::: Data for review

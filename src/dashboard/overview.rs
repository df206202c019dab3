use super::accounts::{accounts_figures, gdp_trend};
use super::format::{percent, thousands};
use super::labour::{employment_by_province, labour_figures};
use super::prices::price_figures;
use super::trade::trade_figures;
use super::{Board, Charts, Dashboard, Domain, TableView};
use crate::aggregate::Aggregator;
use crate::error::Result;
use crate::filter::FilterSet;

/// Headline figures of every domain on one page.
pub fn overview_snapshot(agg: &Aggregator, filters: &FilterSet) -> Result<Dashboard> {
    let labour = labour_figures(agg, filters)?;
    let accounts = accounts_figures(agg, filters)?;
    let prices = price_figures(agg, filters)?;
    let trade = trade_figures(agg, filters)?;

    let mut board = Board::default();
    board.kpi("Employed (thousands)", labour.employed, thousands(labour.employed.value, 0));
    board.kpi(
        "Unemployment rate",
        labour.unemployment_rate,
        percent(labour.unemployment_rate.value, 1),
    );
    board.kpi("GDP growth", accounts.growth, percent(accounts.growth.value, 1));
    board.kpi("Inflation (YoY)", prices.annual, percent(prices.annual.value, 1));
    board.kpi("Informal sector", labour.informal_share, percent(labour.informal_share.value, 1));
    board.kpi("Youth NEET rate", labour.neet_rate, percent(labour.neet_rate.value, 1));
    board.kpi("Trade balance (US$ M)", trade.balance, thousands(trade.balance.value, 0));
    board.kpi("GDP per capita (US$)", accounts.per_capita, thousands(accounts.per_capita.value, 0));

    board.insight(
        format!("Total employment: {} thousand people", thousands(labour.employed.value, 0)),
        &[labour.employed],
    );
    board.insight(
        format!(
            "GDP growth rate: {} (GDP: US$ {} B)",
            percent(accounts.growth.value, 1),
            thousands(accounts.gdp.value, 1)
        ),
        &[accounts.growth, accounts.gdp],
    );
    board.insight(
        format!("Inflation rate: {} year-on-year", percent(prices.annual.value, 1)),
        &[prices.annual],
    );
    board.insight(
        format!(
            "Informal sector accounts for {} of employment",
            percent(labour.informal_share.value, 1)
        ),
        &[labour.informal_share],
    );
    board.insight(
        format!("Youth NEET rate: {}", percent(labour.neet_rate.value, 1)),
        &[labour.neet_rate],
    );
    board.insight(
        format!("Trade balance: US$ {} million", thousands(trade.balance.value, 0)),
        &[trade.balance],
    );

    let na = || "N/A".to_string();
    let mut table = TableView::new(&["Indicator", "Current", "Previous", "Change"]);
    table.push(vec!["Employed (k)".to_string(), thousands(labour.employed.value, 0), na(), na()]);
    table.push(vec![
        "Unemployment rate".to_string(),
        percent(labour.unemployment_rate.value, 1),
        na(),
        na(),
    ]);
    table.push(vec![
        "GDP (US$B)".to_string(),
        thousands(accounts.gdp.value, 1),
        accounts.previous_gdp.map(|p| thousands(p.value, 1)).unwrap_or_else(na),
        percent(accounts.growth.value, 1),
    ]);
    table.push(vec!["Inflation (YoY)".to_string(), percent(prices.annual.value, 1), na(), na()]);
    table.push(vec![
        "Exports (US$M)".to_string(),
        thousands(trade.exports.value, 0),
        na(),
        percent(trade.export_growth.value, 1),
    ]);
    table.push(vec![
        "Trade balance (US$M)".to_string(),
        thousands(trade.balance.value, 0),
        na(),
        na(),
    ]);

    let charts = Charts {
        main: gdp_trend(agg, filters, accounts.gdp)?,
        side: employment_by_province(agg, filters)?,
        extra: None,
    };
    Ok(board.finish("National Statistics Overview", Domain::Overview, charts, table))
}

::::::

Task description>
Where a line above holds the word "prices", copy it.

Solved exercise>
use super::prices::price_figures;
    let prices = price_figures(agg, filters)?;
    board.kpi("Inflation (YoY)", prices.annual, percent(prices.annual.value, 1));
        format!("Inflation rate: {} year-on-year", percent(prices.annual.value, 1)),
        &[prices.annual],
    table.push(vec!["Inflation (YoY)".to_string(), percent(prices.annual.value, 1), na(), na()]);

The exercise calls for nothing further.